PNP has no moral authority to demand integrity from Gov’t, says Hill
KINGSTON, Jamaica — Government Senator Aubyn Hill did not hold back last Friday as he accused the Opposition of hypocrisy in calling for integrity from their Government counterparts while they had myriad scandals marring their time in power over a 23-year period.
He also chided the Opposition for its poor choice in recently selecting a twice-convicted felon as a candidate for the next parliamentary election.
Armed with a laundry list of transgressions allegedly committed by members of the People’s National Party (PNP), Senator Hill used a segment of his State of the Nation presentation in the Upper House to hold up a proverbial mirror to the Opposition to demonstrate that it does not have the morality to demand integrity from the Government.

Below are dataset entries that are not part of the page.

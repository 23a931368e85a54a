// SPDX-FileCopyrightText: 2026 Bruno Meilick
// SPDX-License-Identifier: LicenseRef-Holocron-FreeUse-NoCopy-NoDerivatives
//
// All rights reserved.
//
// This file is part of Holocron and is proprietary software.
// Unauthorized copying, modification, or distribution is prohibited.

use tracing::{debug, warn};

use super::{BrowserEffect, BrowserEvent};
use crate::client::ResourceSource;
use crate::resolve::resolve_groups;

/// Performs the fetches an effect describes and packages the outcome for [`super::CategoryBrowser::apply`].
///
/// Never fails: page failures become an error message, an off-page selection failure becomes
/// `None`, and unresolved related references are simply absent.
pub async fn run_effect<S>(source: &S, effect: BrowserEffect) -> BrowserEvent
where
    S: ResourceSource + ?Sized,
{
    match effect {
        BrowserEffect::FetchPage { category, page, generation } => {
            let result = source.fetch_page(category, page).await.map_err(|err| {
                warn!(%category, page, status = ?err.status(), error = %err, "page load failed");
                err.to_string()
            });
            BrowserEvent::PageLoaded { category, page, generation, result }
        }
        BrowserEffect::FetchSelection { category, reference, generation } => {
            let record = match source.fetch_record(&reference).await {
                Ok(record) => Some(record),
                Err(err) => {
                    debug!(%category, reference = %reference, error = %err, "off-page selection failed");
                    None
                }
            };
            BrowserEvent::SelectionFetched { category, generation, reference, record }
        }
        BrowserEffect::ResolveRelated { category, generation, requests } => {
            let groups = resolve_groups(source, &requests).await;
            BrowserEvent::RelatedResolved { category, generation, groups }
        }
    }
}
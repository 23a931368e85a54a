// SPDX-FileCopyrightText: 2026 Bruno Meilick
// SPDX-License-Identifier: LicenseRef-Holocron-FreeUse-NoCopy-NoDerivatives
//
// All rights reserved.
//
// This file is part of Holocron and is proprietary software.
// Unauthorized copying, modification, or distribution is prohibited.

//! Cross-category navigation.

use crate::model::{resolve_category, CategoryLabel, EntityRef};

/// Where an activated cross-reference leads: the tab to show and what to select there.
#[derive(Debug, Clone, PartialEq, Eq)]
pub struct Navigation {
    pub target_category: CategoryLabel,
    pub initial_selection: EntityRef,
}

pub fn navigate(reference: &EntityRef) -> Navigation {
    Navigation {
        target_category: resolve_category(reference),
        initial_selection: reference.clone(),
    }
}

“I have sat often in this chamber and I listen to members from across the aisle make repeated calls for us on this side to practice an outstandingly high level of perceived integrity. Those calls are repeated ad nauseam and often are out of context with the subject on the order paper that is being discussed in this chamber. I hear the same noises from other places and from other various PNP platforms with more mentions of required perceived integrity.
“Many of these boisterous calls are often accompanied by the shrill demands for some of us to step aside until their various and unsubstantiated allegations are investigated. What temerity they possess. This constant call, and sometimes the drum roll for the JLP (Jamaica Labour Party) to practice perceived integrity and even for some of us to step aside, force me to go back and look at the record of the PNP,” he said.
Hill said that during the PNP’s extensive time in power, the party created a long and colourful record, filled with “scandals, very questionable integrity, lack of accountability of perpetrators of much more than allegations, and certainly no stepping aside of those who were believed to be or maybe clearly culpable”.
He argued that he was highlighting the various scandals “simply to remind those who indulge in rampant and shameful hypocrisy what are the facts about themselves they are forgetting or trying to cover up. In any event, we know that invariably, unfairly many would say, we of the JLP are held to a higher standard”.
Among the misdeeds he pointed to is the Montego Bay street people scandal of 1999 in which a group of more than 30 homeless Jamaicans were arbitrarily detained, tied with ropes, and forcibly taken in a government truck from Sam Sharpe Square to a deserted area 37 kilometres away near a toxic mud lake in St Elizabeth. City officials were implicated but no one was ever found to be criminally liable. The Government accepted responsibility and compensated the survivors with a monthly stipend of $20,000.
He also highlighted the Trafigura scandal of 2006 which revealed that the PNP had received more than 460,000 euros ($37 million) from Dutch oil company Trafigura that the then Government did business with. It is alleged that the money was used to help finance the PNP’s annual conference that year. Trafigura Beheer said the money was part of a commercial agreement, while the PNP maintained that it was a donation to the party.
“All of these PNP scandals are terrible, but this Trafigura scandal is particularly egregious and offensively smelly because what they tried to do is to ensure that the Jamaican people wouldn’t hear in an open court what the PNP was trying to do — to get the money and hide it,” he said.
Turning to the mid-90s collapse of the financial sector that led to the formation of the Financial Sector Adjustment Company (Finsac) to restore stability, Hill said this event was terrible because many people died.
Critics say that, instead of bringing stability, Finsac’s efforts led in large measure to a “fire sale” to overseas investors and many well-off Jamaicans were wiped out, losing their businesses, and in some cases their homes, which had been mortgaged as risk-taking entrepreneurs pushed to stay afloat.
Finsac sold US$23 million worth of non-performing loans to US-based Beal Bank which subsequently sold the debt to the Jamaica Redevelopment Foundation (JRF). This represented more than 24,000 loans, with the Government collecting between 15 and 50 per cent of the net proceeds recovered.
Hill expressed dismay that with these and other scandals the Opposition has the gall to speak to the Government about transparency, integrity and corruption. He also questioned the integrity of the Opposition in selecting Isat Buchanan, a twice-convicted felon, as an MP candidate.
“I was passing a television set on the date of the recent conference of the PNP and I looked at the platform… I looked till I tired, I couldn’t find one drop of integrity, not a drop of integrity upon the platform,” Hill said.
He said what he saw on that platform was a convicted criminal who later on, has been put forward to be a member of parliament. “…It’s not convicted for shoplifting or an egregious traffic offence [it’s] convicted for getting involved, processing and doing criminal stuff with schedule one drugs,” Hill quipped.
“I mean, you stand over there and tell us every week about integrity and transparency and how we should do this and who must step aside and you don’t call your leader aside — Marky British or Marky G, whichever one want to call him — and say ‘Look, you can’t put convicted criminals in this country and another country…to put up as MP to make laws. All Jamaicans must say this is unacceptable,” he added.